Prédios públicos e privados não tem AVCB, afirma AICONDO

“A falta de fiscalização cria uma sensação de impunidade e essa impunidade pode resultar em uma tragédia”, afirma Thiago Ramos/Foto: Reprodução

Na madrugada da última terça-feira (01), um edifício ocupado por ocupantes do “Movimento Sem Teto” e outros cidadãos de baixa renda desabou após um incêndio. A principal suspeita de como a tragédia ocorreu, de acordo com o Secretário Estadual da Segurança Pública, é de um acidente doméstico: fogo pode ter começado a partir de uma explosão de um botijão de gás ou uma panela de pressão. O erro não está somente na manutenção do prédio, mas sim com a sociedade achar que era porque os moradores estavam de forma irregular. Afinal, grande parte dos prédios na capital paulista está irregular em relação ao Auto de Vistoria do Corpo de Bombeiros (AVCB).

Para usar de exemplo, um local que deveria servir com alta segurança, os asilos: apenas 1 a cada 4 asilos de São Paulo possui Alvará de Vistoria do Corpo de Bombeiros, e 73,3% das unidades não são licenciadas pela Vigilância Sanitária. Além dos abrigos, pouquíssimos condomínios providenciam a vistoria, graças aos síndicos acreditarem que esta é recomendada apenas para prédios comerciais, o que não é verdade. Os bombeiros sabem que a maioria dos prédios são irregulares, porém, falta mão-de-obra suficiente para a fiscalização. “É comum conversarmos com síndicos e eles revelarem que não possuem o AVCB. Além disso, diversos prédios públicos também estão irregulares faz muito tempo. A falta de fiscalização cria uma sensação de impunidade e essa impunidade pode resultar em uma tragédia”, afirma Thiago Ramos, Presidente da Associação Interamericana de Condomínios (AICONDO).

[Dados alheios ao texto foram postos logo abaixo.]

//! # fcs-models
//!
//! Data models for FCS API responses.
//!
//! Every endpoint answers with the same JSON envelope (`status`, `code`,
//! `msg`, `response`, `info`). [`ApiResponse`] keeps that envelope as a
//! generic object and exposes the success/error accessors the client
//! builds on. Payloads can be decoded into caller types with
//! [`ApiResponse::data_as`].
//!
//! ## Usage
//!
//! ```ignore
//! use fcs_models::ApiResponse;
//!
//! let response = ApiResponse::from_json(&body)?;
//! if response.is_success() {
//!     println!("{:?}", response.response_data());
//! } else {
//!     eprintln!("{}", response.error().unwrap_or_default());
//! }
//! ```

#![warn(clippy::all)]

pub mod response;

pub use response::{ApiResponse, ResponseInfo, UNKNOWN_ERROR};
//! Common types used across fcs-* crates

pub mod common;
pub mod market;

pub use common::Period;
pub use market::Market;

“A falta de fiscalização cria uma sensação de impunidade e essa impunidade pode resultar em uma tragédia”, afirma Thiago Ramos/Foto: Reprodução

A maioria dos prédios irregulares não está por falta de equipamentos de combate a incêndio, mas sim, pelas instalações antigas que não são as mais seguras. “Muitos prédios antigos possuem equipamento de combate a incêndio, porém, de forma ineficaz. Diversos, por exemplo, estão com o extintor de incêndio vencido e o sistema de hidrante na parte interna da escada. Isso faz com que para se combater um incêndio, seja necessário manter a porta corta-fogo aberta, o que acaba por inutilizar esta barreira. O que mais mata em um incêndio é a fumaça. Se esta invadir a escada, fica difícil para os moradores evacuarem o edifício. Sem fiscalização, a ocorrência ou não de uma tragédia será apenas uma questão de tempo”, finaliza Ramos.